The waitress kept asking if we wanted half-orders of our stuff.

Silly waitress... I am practically a professional at eating a lot.

Half-orders are for small-stomached sissy boys....

Then we walked along Pearl Street to try to work off some of the 5500 calories that I had just consumed.

I was able to get my ring cleaned, since I'm pretty sure small creatures were living in the setting and grits were stuck to the gems...

Then we went home where Mike studied google maps for about 30 minutes so that we could avoid any fist fights while trying to get to Denver.

It was really fun: we drove in circles looking for free parking... we went to the Denver Art Museum... Mike acted like a child and stuck his face about two inches away from the paintings, causing security guards to follow us around exhibits (for his explanation about why he does this, see this)... my blood sugar dropped so I started to panic and we had to run to Mad Greens to get some food in me before I passed out... then we walked all the way to Tattered Covers bookstore (about a mile).

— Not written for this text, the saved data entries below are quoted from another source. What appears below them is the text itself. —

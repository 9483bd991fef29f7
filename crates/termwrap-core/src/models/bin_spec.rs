//! Validated regular-bin generation spec.
//!
//! Construction from untrusted JSON lives in `termwrap-binning`, which owns
//! the rejection reasons; these types only describe an accepted spec.

use serde::{Deserialize, Serialize};

use super::flags::{is_false, truthy};

/// Anchor of the first generated bin.
#[derive(Debug, Clone, PartialEq, Default, Serialize, Deserialize)]
pub struct FirstBin {
    #[serde(default, skip_serializing_if = "Option::is_none")]
    pub start: Option<f64>,
    #[serde(default, skip_serializing_if = "Option::is_none")]
    pub start_percentile: Option<f64>,
    #[serde(default, deserialize_with = "truthy", skip_serializing_if = "is_false")]
    pub startunbounded: bool,
    #[serde(default, skip_serializing_if = "Option::is_none")]
    pub stop: Option<f64>,
    #[serde(default, skip_serializing_if = "Option::is_none")]
    pub stop_percentile: Option<f64>,
    #[serde(default, deserialize_with = "truthy", skip_serializing_if = "is_false")]
    pub stopinclusive: bool,
}

/// Optional explicit boundary of the last generated bin.
#[derive(Debug, Clone, PartialEq, Default, Serialize, Deserialize)]
pub struct LastBin {
    #[serde(default, skip_serializing_if = "Option::is_none")]
    pub start: Option<f64>,
    #[serde(default, skip_serializing_if = "Option::is_none")]
    pub start_percentile: Option<f64>,
    #[serde(default, skip_serializing_if = "Option::is_none")]
    pub stop: Option<f64>,
    #[serde(default, skip_serializing_if = "Option::is_none")]
    pub stop_percentile: Option<f64>,
    #[serde(default, deserialize_with = "truthy", skip_serializing_if = "is_false")]
    pub stopunbounded: bool,
    #[serde(default, skip_serializing_if = "Option::is_none")]
    pub stopinclusive: Option<bool>,
}

impl LastBin {
    pub fn is_empty(&self) -> bool {
        self.start.is_none()
            && self.start_percentile.is_none()
            && self.stop.is_none()
            && self.stop_percentile.is_none()
            && !self.stopunbounded
    }
}

/// The compact description a fixed-width bin partition is generated from.
#[derive(Debug, Clone, PartialEq, Serialize, Deserialize)]
pub struct BinSpec {
    pub bin_size: f64,
    pub first_bin: FirstBin,
    #[serde(default, skip_serializing_if = "Option::is_none")]
    pub last_bin: Option<LastBin>,
    #[serde(default, deserialize_with = "truthy", skip_serializing_if = "is_false")]
    pub startinclusive: bool,
    #[serde(default, deserialize_with = "truthy", skip_serializing_if = "is_false")]
    pub stopinclusive: bool,
    #[serde(default, skip_serializing_if = "Option::is_none")]
    pub rounding: Option<String>,
}

impl BinSpec {
    /// Bins are closed on the left unless the spec asks for `(a, b]`.
    pub fn left_closed(&self) -> bool {
        !(self.first_bin.stopinclusive || (self.stopinclusive && !self.startinclusive))
    }
}
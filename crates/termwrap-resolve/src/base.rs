//! Steps every kind resolver shares: default-query merge, the common query
//! envelope, mode checks, and final tagging.

use termwrap_core::config::ResolveConfig;
use termwrap_core::errors::{ResolveError, ResolveResult};
use termwrap_core::models::flags::is_truthy;
use termwrap_core::models::{
    HiddenValues, Mode, Query, QueryCommon, RawQuery, Shape, Term, TermKind, TermWrapper,
};
use tracing::debug;

/// The envelope shared by all resolved wrappers of one kind.
#[derive(Debug, Clone, Copy)]
pub struct TwBase<'a> {
    kind: TermKind,
    config: &'a ResolveConfig,
}

impl<'a> TwBase<'a> {
    pub fn new(kind: TermKind, config: &'a ResolveConfig) -> Self {
        Self { kind, config }
    }

    pub fn kind(&self) -> TermKind {
        self.kind
    }

    /// Fill absent query keys from the configured per-kind defaults.
    pub fn merge_default_q(&self, q: &mut RawQuery) -> ResolveResult<()> {
        if let Some(defaults) = self.config.default_q_for(self.kind) {
            q.merge_defaults(defaults)?;
            debug!(kind = %self.kind, keys = defaults.len(), "merged default query");
        }
        Ok(())
    }

    /// Wrappers of a term collection stand for several terms at once.
    pub fn is_atomic(&self, q: &RawQuery) -> bool {
        match self.kind {
            TermKind::TermCollection => false,
            _ => q.is_atomic.unwrap_or(true),
        }
    }

    /// Take mode, hidden values, and atomicity out of `q`.
    pub fn common(&self, term: &Term, q: &mut RawQuery, shape: Shape) -> QueryCommon {
        let is_atomic = self.is_atomic(q);
        QueryCommon {
            mode: q.mode.take().unwrap_or_else(|| default_mode(shape)),
            hidden_values: q
                .hidden_values
                .take()
                .unwrap_or_else(|| default_hidden_values(term)),
            is_atomic,
        }
    }

    pub fn check_mode(
        &self,
        term: &Term,
        shape: Shape,
        mode: Mode,
        allowed: &[Mode],
    ) -> ResolveResult<()> {
        if allowed.contains(&mode) {
            return Ok(());
        }
        Err(ResolveError::invariant(format!(
            "mode '{mode}' is not supported by q.type '{shape}' for {} terms",
            term.term_type
        )))
    }

    /// Assemble the final wrapper. This is the only place a tag is derived.
    pub fn finish(
        &self,
        id: Option<String>,
        term: Term,
        q: Query,
        dollar_id: Option<String>,
    ) -> ResolveResult<TermWrapper> {
        let id = match id.filter(|id| !id.is_empty()) {
            Some(id) => id,
            None if !term.id.is_empty() => term.id.clone(),
            None => return Err(ResolveError::schema("missing tw.id and term.id")),
        };
        let tw = TermWrapper::assemble(id, term, q, dollar_id)?;
        debug!(id = %tw.id, tag = %tw.tag(), "resolved term wrapper");
        Ok(tw)
    }
}

/// Mode a query gets when it names none.
pub fn default_mode(shape: Shape) -> Mode {
    match shape {
        Shape::Continuous => Mode::Continuous,
        Shape::Spline => Mode::Spline,
        _ => Mode::Discrete,
    }
}

/// Values flagged uncomputable are hidden unless the query says otherwise.
pub fn default_hidden_values(term: &Term) -> HiddenValues {
    term.values
        .iter()
        .flatten()
        .filter(|(_, v)| v.uncomputable)
        .map(|(k, _)| k.clone())
        .collect()
}

/// Remove a loose flag field; truthy numbers and booleans count as set.
pub fn take_flag(q: &mut RawQuery, key: &str) -> ResolveResult<bool> {
    Ok(q
        .take::<serde_json::Value>(key)?
        .is_some_and(|v| is_truthy(&v)))
}
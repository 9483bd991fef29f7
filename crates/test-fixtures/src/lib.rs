//! Test fixtures for term-wrapper resolution: raw wrapper JSON files and
//! an in-memory vocabulary.

mod mock_vocabulary;

pub use mock_vocabulary::MockVocabulary;

use serde::de::DeserializeOwned;
use std::path::PathBuf;

/// Root directory of the test-fixtures folder.
fn fixtures_root() -> PathBuf {
    // Works from any crate in the workspace: walk up to find test-fixtures.
    let manifest_dir = std::env::var("CARGO_MANIFEST_DIR").unwrap_or_else(|_| ".".to_string());
    let mut path = PathBuf::from(&manifest_dir);

    while !path.join("test-fixtures").exists() {
        if !path.pop() {
            panic!(
                "Could not find test-fixtures directory from CARGO_MANIFEST_DIR={}",
                manifest_dir
            );
        }
    }
    path.join("test-fixtures")
}

/// Load and deserialize a JSON fixture file.
///
/// # Panics
/// Panics if the file doesn't exist or can't be deserialized.
pub fn load_fixture<T: DeserializeOwned>(relative_path: &str) -> T {
    let path = fixtures_root().join(relative_path);
    let content = std::fs::read_to_string(&path)
        .unwrap_or_else(|e| panic!("Failed to read fixture {}: {}", path.display(), e));
    serde_json::from_str(&content)
        .unwrap_or_else(|e| panic!("Failed to parse fixture {}: {}", path.display(), e))
}

/// Load a fixture file as raw JSON Value.
pub fn load_fixture_value(relative_path: &str) -> serde_json::Value {
    load_fixture(relative_path)
}

/// Load a raw term wrapper fixture from `tw/<name>.json`.
pub fn load_tw(name: &str) -> serde_json::Value {
    load_fixture_value(&format!("tw/{name}.json"))
}

pub fn fixture_exists(relative_path: &str) -> bool {
    fixtures_root().join(relative_path).exists()
}

/// List all JSON files in a fixture subdirectory.
pub fn list_fixtures(subdir: &str) -> Vec<PathBuf> {
    let dir = fixtures_root().join(subdir);
    if !dir.exists() {
        return Vec::new();
    }
    let mut files: Vec<PathBuf> = std::fs::read_dir(&dir)
        .unwrap_or_else(|e| panic!("Failed to read directory {}: {}", dir.display(), e))
        .filter_map(|entry| {
            let entry = entry.ok()?;
            let path = entry.path();
            if path.extension().is_some_and(|ext| ext == "json") {
                Some(path)
            } else {
                None
            }
        })
        .collect();
    files.sort();
    files
}
use proptest::prelude::*;
use termwrap_core::config::TermwrapConfig;

proptest! {
    #[test]
    fn knot_percentiles_validate_iff_increasing_and_interior(
        knots in prop::collection::vec(-10.0f64..110.0, 0..6)
    ) {
        let mut config = TermwrapConfig::default();
        config.resolve.spline_knot_percentiles = knots.clone();
        let interior = knots.iter().all(|p| *p > 0.0 && *p < 100.0);
        let increasing = knots.windows(2).all(|w| w[0] < w[1]);
        prop_assert_eq!(
            TermwrapConfig::validate(&config).is_ok(),
            interior && increasing
        );
    }

    #[test]
    fn positive_max_bins_validate(max_bins in 1usize..100_000) {
        let mut config = TermwrapConfig::default();
        config.binning.max_bins = Some(max_bins);
        prop_assert!(TermwrapConfig::validate(&config).is_ok());
        prop_assert_eq!(config.binning.effective_max_bins(), max_bins);
    }

    #[test]
    fn toml_round_trip_preserves_config(
        max_bins in 1usize..10_000,
        digits in 0usize..5,
    ) {
        let mut config = TermwrapConfig::default();
        config.binning.max_bins = Some(max_bins);
        config.binning.default_rounding = Some(format!(".{digits}f"));
        let text = toml::to_string(&config).unwrap();
        let back = TermwrapConfig::from_toml(&text).unwrap();
        prop_assert_eq!(back, config);
    }
}
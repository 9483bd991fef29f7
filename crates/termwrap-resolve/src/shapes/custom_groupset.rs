use termwrap_core::errors::{ResolveError, ResolveResult};
use termwrap_core::models::{CustomGroupSetQuery, GroupSet, Query, RawQuery, Shape, Term};

use super::{check_group_count, ensure_groupsets_enabled, is_discrete_mode, ShapeInput, ShapeResolver};

/// A caller-defined partition carried in `q.customset`.
pub struct CustomGroupSetShape;

impl ShapeResolver for CustomGroupSetShape {
    const SHAPE: Shape = Shape::CustomGroupSet;

    fn infers(_term: &Term, q: &RawQuery) -> bool {
        is_discrete_mode(q.mode) && q.has("customset")
    }

    fn validate(input: ShapeInput<'_>) -> ResolveResult<Query> {
        ensure_groupsets_enabled(input.term)?;
        let customset: GroupSet = input
            .q
            .take("customset")?
            .ok_or_else(|| ResolveError::invariant("custom groupset missing its customset"))?;
        check_group_count(&customset, input.common.mode)?;
        Ok(Query::CustomGroupSet(CustomGroupSetQuery {
            common: input.common,
            customset,
            grade: input.grade,
        }))
    }
}
use termwrap_binning::{label_bins, validate_bin_list, LabelConfig};
use termwrap_core::constants::BINARY_GROUP_COUNT;
use termwrap_core::errors::{ResolveError, ResolveResult};
use termwrap_core::models::{Bin, CustomBinQuery, Mode, Query, RawQuery, Shape, Term};

use super::{is_discrete_mode, ShapeInput, ShapeResolver};

/// An explicit, caller-supplied bin list.
pub struct CustomBinShape;

impl ShapeResolver for CustomBinShape {
    const SHAPE: Shape = Shape::CustomBin;

    fn infers(_term: &Term, q: &RawQuery) -> bool {
        is_discrete_mode(q.mode) && q.has("lst")
    }

    fn validate(input: ShapeInput<'_>) -> ResolveResult<Query> {
        let mut lst: Vec<Bin> = input
            .q
            .take("lst")?
            .ok_or_else(|| ResolveError::schema("missing q.lst for custom-bin"))?;
        validate_bin_list(&lst)?;
        if input.common.mode == Mode::Binary && lst.len() != BINARY_GROUP_COUNT {
            return Err(ResolveError::invariant(
                "binary mode requires exactly two custom bins",
            ));
        }
        let rounding = input
            .term
            .bins
            .as_ref()
            .and_then(|bins| bins.rounding.clone())
            .or_else(|| input.binning.default_rounding.clone());
        label_bins(&mut lst, &LabelConfig::default().with_rounding(rounding));
        Ok(Query::CustomBin(CustomBinQuery {
            common: input.common,
            lst,
            preferred_bins: input.q.take("preferredBins")?,
        }))
    }
}
use serde::{Deserialize, Serialize};

use super::flags::{is_false, truthy};

/// A contiguous, labeled numeric interval.
#[derive(Debug, Clone, PartialEq, Default, Serialize, Deserialize)]
pub struct Bin {
    #[serde(default, skip_serializing_if = "Option::is_none")]
    pub start: Option<f64>,
    #[serde(default, skip_serializing_if = "Option::is_none")]
    pub stop: Option<f64>,
    #[serde(default, deserialize_with = "truthy")]
    pub startinclusive: bool,
    #[serde(default, deserialize_with = "truthy")]
    pub stopinclusive: bool,
    #[serde(default, deserialize_with = "truthy", skip_serializing_if = "is_false")]
    pub startunbounded: bool,
    #[serde(default, deserialize_with = "truthy", skip_serializing_if = "is_false")]
    pub stopunbounded: bool,
    #[serde(default, skip_serializing_if = "String::is_empty")]
    pub label: String,
}

impl Bin {
    /// A bounded bin with explicit inclusivity.
    pub fn bounded(start: f64, stop: f64, startinclusive: bool, stopinclusive: bool) -> Self {
        Self {
            start: Some(start),
            stop: Some(stop),
            startinclusive,
            stopinclusive,
            ..Default::default()
        }
    }

    /// A bin with no lower bound, ending at `stop`.
    pub fn below(stop: f64, stopinclusive: bool) -> Self {
        Self {
            stop: Some(stop),
            stopinclusive,
            startunbounded: true,
            ..Default::default()
        }
    }

    /// A bin with no upper bound, starting at `start`.
    pub fn above(start: f64, startinclusive: bool) -> Self {
        Self {
            start: Some(start),
            startinclusive,
            stopunbounded: true,
            ..Default::default()
        }
    }

    /// Lower boundary; `-inf` when unbounded.
    pub fn lower(&self) -> f64 {
        if self.startunbounded {
            f64::NEG_INFINITY
        } else {
            self.start.unwrap_or(f64::NEG_INFINITY)
        }
    }

    /// Upper boundary; `+inf` when unbounded.
    pub fn upper(&self) -> f64 {
        if self.stopunbounded {
            f64::INFINITY
        } else {
            self.stop.unwrap_or(f64::INFINITY)
        }
    }

    /// Whether `value` falls inside this bin.
    pub fn contains(&self, value: f64) -> bool {
        let above_start = self.startunbounded
            || match self.start {
                Some(start) if self.startinclusive => value >= start,
                Some(start) => value > start,
                None => true,
            };
        let below_stop = self.stopunbounded
            || match self.stop {
                Some(stop) if self.stopinclusive => value <= stop,
                Some(stop) => value < stop,
                None => true,
            };
        above_start && below_stop
    }
}

#[cfg(test)]
mod tests {
    use super::*;
    use serde_json::json;

    #[test]
    fn contains_respects_inclusivity() {
        let bin = Bin::bounded(5.0, 10.0, true, false);
        assert!(bin.contains(5.0));
        assert!(bin.contains(9.99));
        assert!(!bin.contains(10.0));

        let open = Bin::below(5.0, false);
        assert!(open.contains(-1e9));
        assert!(!open.contains(5.0));
    }

    #[test]
    fn numeric_flags_deserialize() {
        let bin: Bin = serde_json::from_value(json!({
            "startunbounded": 1,
            "stop": 3,
            "stopinclusive": 0
        }))
        .unwrap();
        assert!(bin.startunbounded);
        assert!(!bin.stopinclusive);
        assert_eq!(bin.stop, Some(3.0));
    }
}
use std::collections::BTreeMap;

use serde::{Deserialize, Serialize};
use serde_json::{Map, Value};

use super::defaults;
use crate::models::TermKind;

/// Term-wrapper resolution configuration.
#[derive(Debug, Clone, PartialEq, Serialize, Deserialize, Default)]
#[serde(default)]
pub struct ResolveConfig {
    /// Percentile used by `preferredBins = "median"`. Default: 50.
    pub median_percentile: Option<f64>,
    /// Percentiles placing default spline knots. Default: 5, 35, 65, 95.
    #[serde(default)]
    pub spline_knot_percentiles: Vec<f64>,
    /// Per-kind default query fields merged under a raw query, keyed by
    /// kind name (`categorical`, `numeric`, ...).
    #[serde(default)]
    pub default_q: BTreeMap<String, Map<String, Value>>,
}

impl ResolveConfig {
    pub fn effective_median_percentile(&self) -> f64 {
        self.median_percentile
            .unwrap_or(defaults::DEFAULT_MEDIAN_PERCENTILE)
    }

    pub fn effective_spline_knot_percentiles(&self) -> Vec<f64> {
        if self.spline_knot_percentiles.is_empty() {
            defaults::DEFAULT_SPLINE_KNOT_PERCENTILES.to_vec()
        } else {
            self.spline_knot_percentiles.clone()
        }
    }

    /// Default query fields for `kind`, if configured.
    pub fn set_default_q(&mut self, kind: TermKind, q: Map<String, Value>) {
        self.default_q.insert(kind.as_str().to_string(), q);
    }

    pub fn default_q_for(&self, kind: TermKind) -> Option<&Map<String, Value>> {
        self.default_q.get(kind.as_str())
    }
}
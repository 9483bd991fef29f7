//! Percentile oracle over an in-memory list of observed values.

use termwrap_core::errors::BinError;
use termwrap_core::models::Summary;
use termwrap_core::traits::PercentileOracle;

/// Nearest-rank percentiles of a fixed value list.
#[derive(Debug, Clone, PartialEq)]
pub struct ValueSummary {
    sorted: Vec<f64>,
}

impl ValueSummary {
    /// Non-finite values are dropped.
    pub fn new(values: impl IntoIterator<Item = f64>) -> Self {
        let mut sorted: Vec<f64> = values.into_iter().filter(|v| v.is_finite()).collect();
        sorted.sort_by(f64::total_cmp);
        Self { sorted }
    }

    /// Every integer from `min` to `max` inclusive.
    pub fn integer_range(min: i64, max: i64) -> Self {
        Self::new((min..=max).map(|v| v as f64))
    }

    pub fn len(&self) -> usize {
        self.sorted.len()
    }

    pub fn is_empty(&self) -> bool {
        self.sorted.is_empty()
    }

    /// Nearest-rank percentile; `None` for an empty list.
    pub fn percentile(&self, p: f64) -> Option<f64> {
        if self.sorted.is_empty() {
            return None;
        }
        let n = self.sorted.len();
        let rank = ((p / 100.0) * n as f64).ceil() as usize;
        let idx = rank.clamp(1, n) - 1;
        Some(self.sorted[idx])
    }
}

impl PercentileOracle for ValueSummary {
    fn summarize(&self, percentiles: &[f64]) -> Result<Summary, BinError> {
        let (Some(min), Some(max)) = (self.sorted.first(), self.sorted.last()) else {
            return Err(BinError::schema("cannot summarize an empty value list"));
        };
        let mut summary = Summary::new(*min, *max);
        for p in percentiles {
            if let Some(v) = self.percentile(*p) {
                summary = summary.with_percentile(*p, v);
            }
        }
        Ok(summary)
    }
}

#[cfg(test)]
mod tests {
    use super::*;

    #[test]
    fn nearest_rank_percentiles() {
        let s = ValueSummary::integer_range(1, 10);
        assert_eq!(s.percentile(50.0), Some(5.0));
        assert_eq!(s.percentile(100.0), Some(10.0));
        assert_eq!(s.percentile(1.0), Some(1.0));
        let summary = s.summarize(&[50.0]).unwrap();
        assert_eq!(summary.min, 1.0);
        assert_eq!(summary.max, 10.0);
        assert_eq!(summary.percentile(50.0), Some(5.0));
    }

    #[test]
    fn empty_list_cannot_be_summarized() {
        let s = ValueSummary::new(Vec::new());
        assert!(s.summarize(&[]).is_err());
    }
}
//! Resolved term wrappers.

use serde::{Deserialize, Serialize};

use super::query::Query;
use super::raw::RawTermWrapper;
use super::tag::TwTag;
use super::term::Term;
use crate::errors::{ResolveError, ResolveResult};

/// A validated (term, query) pair with its discriminant.
///
/// The tag is private and derived from `term.type` and the query variant
/// at construction, so it cannot disagree with either.
#[derive(Debug, Clone, PartialEq, Serialize, Deserialize)]
#[serde(try_from = "PersistedTermWrapper")]
pub struct TermWrapper {
    pub id: String,
    #[serde(rename = "type")]
    tag: TwTag,
    pub term: Term,
    pub q: Query,
    #[serde(rename = "$id", default, skip_serializing_if = "Option::is_none")]
    pub dollar_id: Option<String>,
}

impl TermWrapper {
    /// Assemble a wrapper, deriving its tag. Fails when the term's kind
    /// never takes the query's shape.
    pub fn assemble(
        id: String,
        term: Term,
        q: Query,
        dollar_id: Option<String>,
    ) -> ResolveResult<Self> {
        let tag = TwTag::from_parts(term.kind(), q.shape()).ok_or_else(|| {
            ResolveError::routing_miss(format!(
                "{} terms do not take q.type='{}'",
                term.term_type,
                q.shape()
            ))
        })?;
        Ok(Self {
            id,
            tag,
            term,
            q,
            dollar_id,
        })
    }

    pub fn tag(&self) -> TwTag {
        self.tag
    }

    /// Back to raw input form, as a saved state would be re-read.
    pub fn to_raw(&self) -> ResolveResult<RawTermWrapper> {
        let value = serde_json::to_value(self)?;
        Ok(serde_json::from_value(value)?)
    }
}

/// Wire form accepted when reading a persisted wrapper back.
#[derive(Deserialize)]
struct PersistedTermWrapper {
    id: String,
    #[serde(rename = "type", default)]
    tag: Option<TwTag>,
    term: Term,
    q: Query,
    #[serde(rename = "$id", default)]
    dollar_id: Option<String>,
}

impl TryFrom<PersistedTermWrapper> for TermWrapper {
    type Error = ResolveError;

    fn try_from(p: PersistedTermWrapper) -> Result<Self, Self::Error> {
        let tw = TermWrapper::assemble(p.id, p.term, p.q, p.dollar_id)?;
        match p.tag {
            Some(tag) if tag != tw.tag => Err(ResolveError::invariant(format!(
                "persisted tag {tag} disagrees with derived tag {}",
                tw.tag
            ))),
            _ => Ok(tw),
        }
    }
}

I know it sounds like I'm complaining about it... but it really was A LOT of fun!


Now, we love bookstores, and from what I've heard, Tattered Covers is the best one around. But both Mike and I were left wanting more. It was cool and all, but they had NONE of the books that I wanted... or the books that Mike wanted... so their selection was crappy, to say the least.

Then we both had really bad tummy aches... I wonder why?

So we went and had tea and muffins for dinner before the show.

Then the security guards at the theater made us chug said tea out on the street because it was not allowed inside. They also told me I couldn't bring our muffin in, so I had to stuff it in a zippered pocket and cover it with tampons so that the male security guard would get uncomfortable and not ask any questions...

We got the muffin in.

The show was fun. We laughed a lot. I was sitting next to a woman who was there with her
twenty something daughter and her daughter's boyfriend. The woman kept turning to her daughter every thirty seconds and yelling, "What did he say?" or "I don't get it"...

It wasn't annoying at all... nor was the fact that she was a heavy mouth breather...

Then we came home and I collapsed in bed...

All in a fake-birthday's day...

Thanks, Kev... it was wonderful (picture a smiley face icon... I would do one, but it looks stupid...).